> **Assigned task**
Set down a word-for-word copy of the data below, limited to the lines from the first through the line with "type's range/pattern check.".

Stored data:
--- START ---

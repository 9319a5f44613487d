// SPDX-License-Identifier: MIT OR Apache-2.0

use std::sync::Arc;

use crate::Name;

/// An error encountered while marshalling.
///
/// This type's `Display` impl shows the failure and, for deserialization
/// errors, the path of open elements at the point of failure. E.g.:
///
/// ```text
/// value "65536" out of range for port @ /domain/devices/graphics
/// ```
///
/// Cloning an `Error` is cheap, which matters because `Unordered` and
/// `Choice` matching may create and discard many of them while backtracking.
#[derive(Clone, Debug)]
pub struct Error(Arc<ErrorInner>);

#[derive(Debug)]
struct ErrorInner {
    kind: ErrorKind,
    path: Vec<Name>,
}

/// The four failure categories, plus wrappers for `xml-rs` I/O errors.
///
/// `Lexical`, `Semantic`, and `Structural` are data errors: recoverable by an
/// enclosing `Optional`, `Choice`, or `Unordered` descriptor, and hard
/// failures only in a mandatory position. `InvalidState` is a programming
/// error: a record holds a value the schema cannot express, detected before
/// any output is emitted.
#[derive(Debug)]
pub enum ErrorKind {
    /// Text did not match a scalar type's grammar.
    Lexical { leaf: &'static str, text: String },

    /// Text was lexically valid but failed the type's range/pattern check.
    Semantic { leaf: &'static str, text: String },

    /// An expected tag or cardinality was not found at the expected position.
    Structural(String),

    /// A record value `produce` cannot express.
    InvalidState(String),

    /// An error produced by `xml-rs` while reading, including I/O and syntax
    /// errors.
    Read(xml::reader::Error),

    /// An error produced by `xml-rs` while writing.
    Write(xml::writer::Error),
}

impl Error {
    pub fn lexical(leaf: &'static str, text: impl Into<String>) -> Self {
        Self::new(ErrorKind::Lexical {
            leaf,
            text: text.into(),
        })
    }

    pub fn semantic(leaf: &'static str, text: impl Into<String>) -> Self {
        Self::new(ErrorKind::Semantic {
            leaf,
            text: text.into(),
        })
    }

    pub fn structural(msg: impl Into<String>) -> Self {
        Self::new(ErrorKind::Structural(msg.into()))
    }

    pub fn invalid_state(msg: impl Into<String>) -> Self {
        Self::new(ErrorKind::InvalidState(msg.into()))
    }

    pub(crate) fn read(e: xml::reader::Error) -> Self {
        Self::new(ErrorKind::Read(e))
    }

    pub(crate) fn write(e: xml::writer::Error) -> Self {
        Self::new(ErrorKind::Write(e))
    }

    fn new(kind: ErrorKind) -> Self {
        Error(Arc::new(ErrorInner {
            kind,
            path: Vec::new(),
        }))
    }

    /// Attaches the element path leading to the failure; called once, at
    /// creation, before the `Arc` is shared.
    pub(crate) fn with_path(mut self, path: Vec<Name>) -> Self {
        if let Some(inner) = Arc::get_mut(&mut self.0) {
            inner.path = path;
        }
        self
    }

    pub fn kind(&self) -> &ErrorKind {
        &self.0.kind
    }

    /// The stack of open elements as of when this error occurred; `path()[0]`
    /// is the root. Empty for serialization errors.
    pub fn path(&self) -> &[Name] {
        &self.0.path
    }
}

impl std::fmt::Display for Error {
    fn fmt(&self, f: &mut std::fmt::Formatter<'_>) -> std::fmt::Result {
        let inner = &*self.0;
        inner.kind.fmt(f)?;
        if !inner.path.is_empty() {
            write!(f, " @ ")?;
            for name in &inner.path {
                write!(f, "/{}", name)?;
            }
        }
        Ok(())
    }
}

impl std::fmt::Display for ErrorKind {
    fn fmt(&self, f: &mut std::fmt::Formatter<'_>) -> std::fmt::Result {
        match self {
            ErrorKind::Lexical { leaf, text } => {
                write!(f, "invalid {} text {:?}", leaf, text)
            }
            ErrorKind::Semantic { leaf, text } => {
                write!(f, "value {:?} out of range for {}", text, leaf)
            }
            ErrorKind::Structural(msg) => msg.fmt(f),
            ErrorKind::InvalidState(msg) => write!(f, "invalid state: {}", msg),
            ErrorKind::Read(e) => e.msg().fmt(f),
            ErrorKind::Write(e) => e.fmt(f),
        }
    }
}

impl std::error::Error for Error {
    fn source(&self) -> Option<&(dyn std::error::Error + 'static)> {
        match &self.0.kind {
            ErrorKind::Read(e) => Some(e),
            _ => None,
        }
    }
}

--- END ---

> **Solution below**
repository 9319a5f44613487d
// SPDX-License-Identifier: MIT OR Apache-2.0

use std::sync::Arc;

use crate::Name;

/// An error encountered while marshalling.
///
/// This type's `Display` impl shows the failure and, for deserialization
/// errors, the path of open elements at the point of failure. E.g.:
///
/// ```text
/// value "65536" out of range for port @ /domain/devices/graphics
/// ```
///
/// Cloning an `Error` is cheap, which matters because `Unordered` and
/// `Choice` matching may create and discard many of them while backtracking.
#[derive(Clone, Debug)]
pub struct Error(Arc<ErrorInner>);

#[derive(Debug)]
struct ErrorInner {
    kind: ErrorKind,
    path: Vec<Name>,
}

/// The four failure categories, plus wrappers for `xml-rs` I/O errors.
///
/// `Lexical`, `Semantic`, and `Structural` are data errors: recoverable by an
/// enclosing `Optional`, `Choice`, or `Unordered` descriptor, and hard
/// failures only in a mandatory position. `InvalidState` is a programming
/// error: a record holds a value the schema cannot express, detected before
/// any output is emitted.
#[derive(Debug)]
pub enum ErrorKind {
    /// Text did not match a scalar type's grammar.
    Lexical { leaf: &'static str, text: String },

    /// Text was lexically valid but failed the type's range/pattern check.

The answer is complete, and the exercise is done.